§ **GOAL OF THE EXERCISE**: Scan the entries below and return each line that contains "Free".

________________________________________

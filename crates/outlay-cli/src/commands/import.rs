//! CSV import command

use std::path::Path;

use anyhow::{Context, Result};
use outlay_core::{parse_expenses_csv, ExpenseStore, SqliteStore};

/// Import expenses from a tracking-sheet CSV export
pub fn cmd_import(store: &ExpenseStore<SqliteStore>, file: &Path) -> Result<()> {
    let raw = std::fs::read_to_string(file)
        .with_context(|| format!("Failed to read file: {}", file.display()))?;

    println!("📥 Importing expenses from {}...", file.display());

    let expenses = parse_expenses_csv(&raw)
        .with_context(|| format!("Failed to parse CSV: {}", file.display()))?;

    println!("   Found {} expenses", expenses.len());

    store
        .append(&expenses)
        .context("Failed to save imported expenses — check that the store file is writable")?;

    let total = store.load().context("Failed to re-read the store")?.len();

    println!("✅ Import complete!");
    println!("   Collection now holds {} expenses", total);
    Ok(())
}
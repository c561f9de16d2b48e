//! Error types for Outlay

use thiserror::Error;

#[derive(Error, Debug)]
pub enum Error {
    #[error("Database error: {0}")]
    Database(#[from] rusqlite::Error),

    #[error("Database pool error: {0}")]
    Pool(#[from] r2d2::Error),

    #[error("CSV parsing error: {0}")]
    Csv(#[from] csv::Error),

    #[error("IO error: {0}")]
    Io(#[from] std::io::Error),

    #[error("HTTP request error: {0}")]
    Http(#[from] reqwest::Error),

    #[error("JSON error: {0}")]
    Json(#[from] serde_json::Error),

    #[error("Receipt extraction failed: {0}")]
    Extraction(String),

    #[error("Invalid data: {0}")]
    InvalidData(String),
}

impl Error {
    /// The extraction failure reported when the vision backend yields no
    /// usable payload. Callers receive this whole or not at all; a partial
    /// record is never produced.
    pub fn no_structured_output() -> Self {
        Error::Extraction("no structured output produced".to_string())
    }
}

pub type Result<T> = std::result::Result<T, Error>;
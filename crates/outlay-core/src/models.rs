//! Domain models for Outlay

use chrono::NaiveDate;
use serde::{Deserialize, Serialize};
use std::collections::HashMap;

/// One financial transaction, the canonical shape every ingestion path
/// converges to.
///
/// Records are immutable once created. The stored collection only ever
/// grows by append or is cleared whole; there is no update-in-place.
///
/// Serialized field names are camelCase to match the persisted document
/// shape (`paymentMethod`, etc.).
#[derive(Debug, Clone, PartialEq, Serialize, Deserialize)]
#[serde(rename_all = "camelCase")]
pub struct Expense {
    /// Calendar date as an ISO-8601 `YYYY-MM-DD` string.
    ///
    /// Not validated at ingestion. Display code should call
    /// [`Expense::has_valid_date`] and render unparsable dates as an
    /// explicit "invalid" state instead of crashing.
    pub date: String,
    /// Counterparty display name. Empty when the source had no payee.
    #[serde(default)]
    pub payee: String,
    /// Free-text note, may be empty.
    #[serde(default)]
    pub description: String,
    /// Decimal magnitude in the user's single implicit currency.
    /// Parse failures at ingestion normalize to `0.0`.
    #[serde(default)]
    pub amount: f64,
    /// Free-text aggregation key. Case-sensitive: labels differing only
    /// in case are distinct categories and are not merged.
    #[serde(default)]
    pub category: String,
    /// Descriptive only, never used in aggregation.
    #[serde(default)]
    pub payment_method: String,
}

impl Expense {
    /// Manual-entry constructor. Trivial by design: the date string is
    /// taken as-is, format validation belongs to the entry surface.
    pub fn new(
        date: impl Into<String>,
        payee: impl Into<String>,
        description: impl Into<String>,
        amount: f64,
        category: impl Into<String>,
        payment_method: impl Into<String>,
    ) -> Self {
        Self {
            date: date.into(),
            payee: payee.into(),
            description: description.into(),
            amount,
            category: category.into(),
            payment_method: payment_method.into(),
        }
    }

    /// Whether `date` is a real calendar date in `YYYY-MM-DD` form.
    pub fn has_valid_date(&self) -> bool {
        NaiveDate::parse_from_str(&self.date, "%Y-%m-%d").is_ok()
    }
}

/// Per-category summed spend, used for top-N ranking
#[derive(Debug, Clone, PartialEq, Serialize, Deserialize)]
pub struct CategoryTotal {
    pub category: String,
    pub total: f64,
}

/// Aggregated view of the expense collection
#[derive(Debug, Clone, Serialize, Deserialize)]
pub struct SpendingSummary {
    /// Sum of all amounts
    pub total: f64,
    /// Number of records
    pub count: usize,
    /// Summed spend per exact-match category label
    pub category_totals: HashMap<String, f64>,
    /// Categories with greatest summed spend, descending, at most N entries.
    /// Ties keep first-seen order.
    pub top_categories: Vec<CategoryTotal>,
}

#[cfg(test)]
mod tests {
    use super::*;

    #[test]
    fn test_valid_date() {
        let expense = Expense::new("2024-01-15", "Starbucks", "Coffee", 4.5, "Food", "Card");
        assert!(expense.has_valid_date());
    }

    #[test]
    fn test_invalid_date_detected_not_rejected() {
        // Bad dates survive construction; only the display path flags them
        let expense = Expense::new("not-a-date", "", "", 1.0, "Misc", "");
        assert!(!expense.has_valid_date());

        let impossible = Expense::new("2024-02-31", "", "", 1.0, "Misc", "");
        assert!(!impossible.has_valid_date());
    }

    #[test]
    fn test_serde_shape_is_camel_case() {
        let expense = Expense::new("2024-01-15", "Starbucks", "Coffee", 4.5, "Food", "Card");
        let json = serde_json::to_value(&expense).unwrap();
        assert_eq!(json["paymentMethod"], "Card");
        assert_eq!(json["date"], "2024-01-15");
    }

    #[test]
    fn test_deserialize_with_missing_fields() {
        // Older documents may omit fields; they default rather than fail
        let expense: Expense = serde_json::from_str(r#"{"date":"2024-01-15"}"#).unwrap();
        assert_eq!(expense.amount, 0.0);
        assert_eq!(expense.payee, "");
    }
}
//! JSON parsing helper for vision model responses
//!
//! Models often wrap the JSON payload in extra prose. The helper extracts
//! the outermost object and deserializes it against the declared schema.

use tracing::debug;

use crate::error::{Error, Result};

use super::types::ExtractedExpense;

/// Parse an extraction payload from a model response
///
/// Any failure — no JSON object present, invalid JSON, missing required
/// fields — collapses to the same extraction error: the capability
/// produced no structured output. The raw response is logged at debug
/// level for diagnosis.
pub fn parse_expense_payload(response: &str) -> Result<ExtractedExpense> {
    let response = response.trim();

    // Look for JSON object
    let start = response.find('{');
    let end = response.rfind('}');

    match (start, end) {
        (Some(s), Some(e)) if s < e => {
            let json_str = &response[s..=e];
            serde_json::from_str(json_str).map_err(|err| {
                debug!("Unusable extraction JSON: {} | Raw: {}", err, truncate(json_str));
                Error::no_structured_output()
            })
        }
        _ => {
            debug!("No JSON found in extraction response | Raw: {}", truncate(response));
            Err(Error::no_structured_output())
        }
    }
}

/// Truncate long responses for log lines
fn truncate(s: &str) -> String {
    if s.len() > 200 {
        format!("{}...", &s[..200])
    } else {
        s.to_string()
    }
}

________________________________________

§ **RESPONSE**:
    /// Free-text note, may be empty.
    /// Free-text aggregation key. Case-sensitive: labels differing only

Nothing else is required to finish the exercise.